J'ay jugé les ouvrages et non l'auteur. J'ay dit ce que tout homme de goust se dit à luy même quand il lit Corneille, et ce que vous dites tout haut parce que vous avez la noble sincérité qui apartient au génie. N'estil pas vrai que le grand tragique ne se rencontre que dans la dernière scène de Rodogune? Mais ce sublime sur quoy est il fondé? Sur quatre actes bien défectueux. Pourquoy Racine a-t'il été si parfait sans pourtant faire aucun tableau qui approche de la dernière scène de Rodogune? C'est que le goust joint au génie ne produit jamais rien de mauvais. C'est à vous mon cher confrère à réunir ce que la nature partagea entre ces deux grands hommes.

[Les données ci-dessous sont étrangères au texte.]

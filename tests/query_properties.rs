//! Query Executor Property Tests
//!
//! Tests for properties:
//! - Empty where-list: ALL matches every row, ANY matches none
//! - Identical queries produce byte-identical output
//! - Every matched line is written exactly once across flush boundaries
//! - Field, condition and type errors abort before output is written
//! - A malformed line keeps earlier flushed batches on disk

use datatool::dataset::Dataset;
use datatool::executor::{ExecutionOptions, QueryExecutor};
use datatool::query::{Clause, QueryErrorCode};
use std::fs;
use std::path::Path;
use tempfile::TempDir;

// =============================================================================
// Test Utilities
// =============================================================================

const HEROES: &str = "email, location, colour\n\
    tony@stark.com, malibu, gold\n\
    hulk@stark.com, malibu, green\n\
    s.rodgers@avengers.com, new york, blue\n\
    thor@asgard.com, asgard, red\n";

fn create_temp_dir() -> TempDir {
    TempDir::new().expect("Failed to create temp dir")
}

fn write_dataset(dir: &Path, name: &str, content: &str) -> Dataset {
    let path = dir.join(name);
    fs::write(&path, content).unwrap();
    Dataset::open_csv(&path).unwrap()
}

fn fields(names: &[&str]) -> Vec<String> {
    names.iter().map(|s| s.to_string()).collect()
}

fn numbered_rows(count: usize) -> String {
    let mut content = String::from("id,name\n");
    for i in 0..count {
        content.push_str(&format!("{},row{}\n", i, i));
    }
    content
}

// =============================================================================
// Combinators
// =============================================================================

#[test]
fn test_empty_where_match_all_matches_every_row() {
    let temp_dir = create_temp_dir();
    let dataset = write_dataset(temp_dir.path(), "heroes.csv", HEROES);

    for select in [fields(&["email"]), fields(&["colour", "location"]), fields(&["email", "location", "colour"])] {
        let result = QueryExecutor::new(&dataset)
            .query(&select, &[], true, temp_dir.path().join("out.csv"), false)
            .unwrap();
        assert_eq!(result.matched_records, 4);
    }
}

#[test]
fn test_empty_where_match_any_matches_nothing() {
    let temp_dir = create_temp_dir();
    let dataset = write_dataset(temp_dir.path(), "heroes.csv", HEROES);
    let output = temp_dir.path().join("out.csv");

    let result = QueryExecutor::new(&dataset)
        .query(&fields(&["email", "colour"]), &[], false, &output, false)
        .unwrap();

    assert_eq!(result.matched_records, 0);
    assert_eq!(fs::read_to_string(&output).unwrap(), "email,colour\n");
}

#[test]
fn test_contains_scenario() {
    let temp_dir = create_temp_dir();
    let dataset = write_dataset(temp_dir.path(), "heroes.csv", HEROES);

    let result = QueryExecutor::new(&dataset)
        .query(
            &fields(&["email", "colour"]),
            &[Clause::new("email", "CONTAINS", "stark")],
            true,
            temp_dir.path().join("out.csv"),
            false,
        )
        .unwrap();
    assert_eq!(result.matched_records, 2);
}

#[test]
fn test_and_scenario() {
    let temp_dir = create_temp_dir();
    let dataset = write_dataset(temp_dir.path(), "heroes.csv", HEROES);

    let result = QueryExecutor::new(&dataset)
        .query(
            &fields(&["email", "colour"]),
            &[
                Clause::new("email", "CONTAINS", "stark"),
                Clause::new("colour", "EQUALS", "gold"),
            ],
            true,
            temp_dir.path().join("out.csv"),
            false,
        )
        .unwrap();
    assert_eq!(result.matched_records, 1);
}

#[test]
fn test_date_and_numeric_conditions() {
    let temp_dir = create_temp_dir();
    let dataset = write_dataset(
        temp_dir.path(),
        "people.csv",
        "name,born,age\n\
         ann,1980-04-01,44\n\
         bob,1999-12-31,25\n\
         cat,2004-07-15,20\n",
    );
    let executor = QueryExecutor::new(&dataset);
    let output = temp_dir.path().join("out.csv");

    let before = executor
        .query(&fields(&["name"]), &[Clause::before("born", "2000-01-01")], true, &output, false)
        .unwrap();
    assert_eq!(before.matched_records, 2);

    let older = executor
        .query(&fields(&["name"]), &[Clause::greater("age", 21.0)], true, &output, false)
        .unwrap();
    assert_eq!(older.matched_records, 2);
    assert_eq!(fs::read_to_string(&output).unwrap(), "name\nann\nbob\n");
}

// =============================================================================
// Idempotence
// =============================================================================

#[test]
fn test_identical_queries_produce_identical_output() {
    let temp_dir = create_temp_dir();
    let dataset = write_dataset(temp_dir.path(), "heroes.csv", HEROES);
    let first = temp_dir.path().join("first.csv");
    let second = temp_dir.path().join("second.csv");
    let select = fields(&["colour", "email"]);
    let clauses = [Clause::new("location", "not", "asgard")];

    QueryExecutor::new(&dataset).query(&select, &clauses, true, &first, false).unwrap();
    QueryExecutor::new(&dataset).query(&select, &clauses, true, &second, false).unwrap();

    assert_eq!(fs::read(&first).unwrap(), fs::read(&second).unwrap());
}

// =============================================================================
// Buffering
// =============================================================================

#[test]
fn test_flush_boundary_writes_every_line_once() {
    let temp_dir = create_temp_dir();
    let dataset = write_dataset(temp_dir.path(), "rows.csv", &numbered_rows(101));
    let output = temp_dir.path().join("out.csv");

    let result = QueryExecutor::new(&dataset)
        .query(&fields(&["name"]), &[], true, &output, false)
        .unwrap();
    assert_eq!(result.matched_records, 101);

    let content = fs::read_to_string(&output).unwrap();
    let lines: Vec<&str> = content.lines().collect();
    assert_eq!(lines.len(), 102);
    assert_eq!(lines[0], "name");
    for (i, line) in lines[1..].iter().enumerate() {
        assert_eq!(*line, format!("row{}", i));
    }
}

#[test]
fn test_exact_multiple_of_threshold() {
    let temp_dir = create_temp_dir();
    let dataset = write_dataset(temp_dir.path(), "rows.csv", &numbered_rows(30));
    let output = temp_dir.path().join("out.csv");

    let result = QueryExecutor::with_options(&dataset, ExecutionOptions::default().with_flush_threshold(10))
        .query(&fields(&["id"]), &[], true, &output, true)
        .unwrap();

    assert_eq!(result.matched_records, 30);
    assert_eq!(fs::read_to_string(&output).unwrap().lines().count(), 30);
}

#[test]
fn test_blank_lines_are_skipped() {
    let temp_dir = create_temp_dir();
    let dataset = write_dataset(temp_dir.path(), "gaps.csv", "a,b\n1,2\n\n3,4\n\n");

    let result = QueryExecutor::new(&dataset)
        .query(&fields(&["a"]), &[], true, temp_dir.path().join("out.csv"), false)
        .unwrap();
    assert_eq!(result.matched_records, 2);
}

#[test]
fn test_lines_flushed_before_malformed_line_stay_on_disk() {
    let temp_dir = create_temp_dir();
    let mut content = numbered_rows(150);
    content.push_str("bad\n");
    let dataset = write_dataset(temp_dir.path(), "rows.csv", &content);
    let output = temp_dir.path().join("out.csv");

    let err = QueryExecutor::new(&dataset)
        .query(&fields(&["name"]), &[], true, &output, false)
        .unwrap_err();
    assert_eq!(err.code(), "DATATOOL_DECODE_FAILED");
    assert_eq!(err.as_dataset().and_then(|e| e.line()), Some(152));

    // Header plus the first full batch; the 50 pending lines are lost
    let written = fs::read_to_string(&output).unwrap();
    let lines: Vec<&str> = written.lines().collect();
    assert_eq!(lines.len(), 101);
    assert_eq!(lines[0], "name");
    assert_eq!(lines[100], "row99");
}

// =============================================================================
// Errors
// =============================================================================

#[test]
fn test_unknown_field_lists_known_headers() {
    let temp_dir = create_temp_dir();
    let dataset = write_dataset(temp_dir.path(), "heroes.csv", HEROES);
    let output = temp_dir.path().join("out.csv");

    let err = QueryExecutor::new(&dataset)
        .query(&fields(&["email", "weapon"]), &[], true, &output, false)
        .unwrap_err();

    let query_err = err.as_query().expect("query error");
    assert_eq!(query_err.code(), QueryErrorCode::FieldHeader);
    assert!(query_err.message().contains("weapon"));
    assert!(query_err.message().contains("email, location, colour"));
    assert!(!output.exists());
}

#[test]
fn test_unknown_condition_rejected_on_empty_dataset() {
    let temp_dir = create_temp_dir();
    let dataset = write_dataset(temp_dir.path(), "empty.csv", "email,colour\n");

    let err = QueryExecutor::new(&dataset)
        .query(
            &fields(&["email"]),
            &[Clause::new("email", "LIKE", "stark")],
            true,
            temp_dir.path().join("out.csv"),
            false,
        )
        .unwrap_err();

    let query_err = err.as_query().expect("query error");
    assert_eq!(query_err.code(), QueryErrorCode::UnknownCondition);
    assert!(query_err.message().contains("CONTAINS"));
}

#[test]
fn test_type_mismatch_is_condition_type_error() {
    let temp_dir = create_temp_dir();
    let dataset = write_dataset(temp_dir.path(), "heroes.csv", HEROES);

    for clause in [Clause::less("colour", 5.0), Clause::after("location", "2020-01-01")] {
        let err = QueryExecutor::new(&dataset)
            .query(&fields(&["email"]), &[clause], true, temp_dir.path().join("out.csv"), false)
            .unwrap_err();
        assert_eq!(err.as_query().unwrap().code(), QueryErrorCode::ConditionType);
    }
}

Il faut bien du temps pour fixer le jugement du public. Vous savez avec quelle fureur on affectait de louer cette partie quarrée de l'Electre de Crébillon, ce roman ténébreux, ces vers durs et hérissez, ces dialogues où personne ne répond à propos, cet Itis, cette Clitemnestre, cettre Iphianasse. On commence à peine à ouvrir les yeux. Travaillez mon cher confrère, faites oublier touttes ces extravagances boursouflées, tous ces vers welches. Il y a de très belles choses dans Radamiste, mais j'espère que votre Timoleon vaudra mieux. Votre goust pour la simplicité est le vray goust et il n'apartient qu'au grand talent. Il est bien singulier que vous n'ayez pas un Corneille commenté. Vous étiez le premier sur la liste. Je suis très affligé de ce contretemps, il sera réparé. Il est trop juste que vous ayez votre modèle pour les belles scènes, et les remarques bonnes ou mauvaises de votre amy.
V.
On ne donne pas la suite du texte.